Estás aí?
Vim a solo à praia ter uma conversa com o criador.
Andei 6 kms para me afastar o mais possível das pessoas e dar ao Senhor a privacidade que uma conversa desta natureza requer.
Pus me a olhar para o mar, e o criador todo vaidoso mostrava a espuma, a força das ondas, o recuo e o avanço das marés. Varria para frente com conchas e búzios, remava para trás com algas e espuma.
Sim senhor, não há dúvida que é obra de coisa maior.pensei.
Depois olhei o céu, a força do sol a brincar às escondidas com as nuvens, os formatos feito pinturas, a abstração disforme e o equilíbrio do caos distribuído sobre uma camada de azul celestial.
Voltei a dar razão ao cosmos e inclinei-me numa vénia.
Estava tão entretida com a primeira parte do espectáculo que nem reparei que uma onda rasteira me engolia os tornozelos. Pressenti o poder do fresco sobre o calor, a governança sobre a temperatura, o poder do inesperado, a minha impossibilidade de reação, o meu tamanho minúsculo no universo.

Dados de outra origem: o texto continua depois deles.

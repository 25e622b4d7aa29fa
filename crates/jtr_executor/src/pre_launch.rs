//! The shell command a run configuration asks to run before its tests.

use std::io;
use std::path::Path;
use std::process::Stdio;

use jtr_utils::exit::ChildExit;
use jtr_utils::process_tree;
use tokio::process::{Child, Command};

/// A running pre-launch command.
pub(crate) struct PreLaunchTask {
    child: Child,
    pid: Option<u32>,
}

impl PreLaunchTask {
    /// Starts `command` under the platform shell, in `working_directory` if given.
    pub fn spawn(command: &str, working_directory: Option<&Path>) -> io::Result<Self> {
        let mut cmd = shell(command);
        if let Some(dir) = working_directory {
            cmd.current_dir(dir);
        }
        cmd.stdin(Stdio::null())
            .stdout(Stdio::piped())
            .stderr(Stdio::piped())
            .kill_on_drop(true);
        process_tree::isolate_process_group(&mut cmd);

        let child = cmd.spawn()?;
        let pid = child.id();
        tracing::info!(command, ?pid, "started pre-launch task");
        Ok(Self { child, pid })
    }

    pub fn pid(&self) -> Option<u32> {
        self.pid
    }

    /// Waits for the command to finish. Its output is only logged.
    pub async fn wait(self) -> io::Result<ChildExit> {
        let std::process::Output {
            status,
            stdout,
            stderr,
        } = self.child.wait_with_output().await?;

        let exit = ChildExit::from(status);
        tracing::debug!(
            ?exit,
            stdout = %String::from_utf8_lossy(&stdout),
            stderr = %String::from_utf8_lossy(&stderr),
            "pre-launch task finished"
        );
        Ok(exit)
    }
}

#[cfg(unix)]
fn shell(command: &str) -> Command {
    let mut cmd = Command::new("sh");
    cmd.arg("-c").arg(command);
    cmd
}

#[cfg(windows)]
fn shell(command: &str) -> Command {
    let mut cmd = Command::new("cmd");
    cmd.arg("/C").arg(command);
    cmd
}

Nova vénia.Andei mais um quilómetro e sentei-me. Queria te olhar olhos nos olhos, mas não sei onde os tens.
Dei a minha face ao sol e colhi os restos de calor nas minhas palmas das mãos. Pedi-lhe que aparecesse, que se fizesse ainda mais tangível que os oceanos, as correntes e as nuvens.
Confirmei-me com o silêncio. O mar é um belíssimo som de fundo.
Pedi-lhe então que ao menos condescenda em mostrar-me o genérico, senão agora, então na hora da minha morte.
Quero saber quem é o director de fotografia, o argumentista, o realizador, preciso de não morrer na ignorância de ser apenas um acidente do acaso cheio de sentido de propósito.
Esperei.Começou a aquecer. Tirei o casaco e deitei-me na areia. Olhei para cima e depois pensei que isso é um clichê, o criador pode fazer morada num grão de areia e num atacador. Não obtive respostas. Talvez tenha sido demasiado inquisitória? Talvez tenha que regressar mais vezes, talvez eu não exista, talvez tu não existas também. Ou Talvez tudo exista sem necessidade de confirmação.Andei mais 6 kms de volta, pedi um copo de branco e umas azeitonas, senti os pés molhados e brindei a nós. É preciso ter coragem para amar assim.